[Collected data]
----------------

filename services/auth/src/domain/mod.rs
pub mod repository;
pub mod types;
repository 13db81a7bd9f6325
use axum::{
    Router,
    routing::{get, post},
};
use tower::ServiceBuilder;

use nhadat_core::health::{healthz, readyz};
use nhadat_core::middleware::{propagate_request_id_layer, request_id_layer, trace_layer};

use crate::handlers::auth::{
    login, logout, refresh, register, resend_otp, send_otp, verify_otp,
};
use crate::handlers::profile::{change_password, get_profile, update_profile};
use crate::state::AppState;

pub fn build_router(state: AppState) -> Router {
    Router::new()
        // Health
        .route("/healthz", get(healthz))
        .route("/readyz", get(readyz))
        // Registration
        .route("/auth/register", post(register))
        .route("/auth/verify-otp", post(verify_otp))
        // Session
        .route("/auth/login", post(login))
        .route("/auth/send-otp", post(send_otp))
        .route("/auth/resend-otp", post(resend_otp))
        .route("/auth/refresh", post(refresh))
        .route("/auth/logout", post(logout))
        // Profile
        .route("/users/me", get(get_profile).patch(update_profile))
        .route("/users/me/change-password", post(change_password))
        .layer(
            ServiceBuilder::new()
                .layer(request_id_layer())
                .layer(trace_layer())
                .layer(propagate_request_id_layer()),
        )
        .with_state(state)
}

----------------

**WHAT YOU SHOULD DO:** Set down no line except those from the one with "use tower::ServiceBuilder;" to the last line of the data, inclusive, each exactly as written.

**REPLY:**
use tower::ServiceBuilder;

use nhadat_core::health::{healthz, readyz};
use nhadat_core::middleware::{propagate_request_id_layer, request_id_layer, trace_layer};

use crate::handlers::auth::{
    login, logout, refresh, register, resend_otp, send_otp, verify_otp,
};
use crate::handlers::profile::{change_password, get_profile, update_profile};
use crate::state::AppState;

pub fn build_router(state: AppState) -> Router {
    Router::new()
        // Health
        .route("/healthz", get(healthz))
        .route("/readyz", get(readyz))
        // Registration
        .route("/auth/register", post(register))
        .route("/auth/verify-otp", post(verify_otp))
        // Session
        .route("/auth/login", post(login))
        .route("/auth/send-otp", post(send_otp))
        .route("/auth/resend-otp", post(resend_otp))
        .route("/auth/refresh", post(refresh))
        .route("/auth/logout", post(logout))
        // Profile
        .route("/users/me", get(get_profile).patch(update_profile))
        .route("/users/me/change-password", post(change_password))
        .layer(
            ServiceBuilder::new()
                .layer(request_id_layer())
                .layer(trace_layer())
                .layer(propagate_request_id_layer()),
        )
        .with_state(state)
}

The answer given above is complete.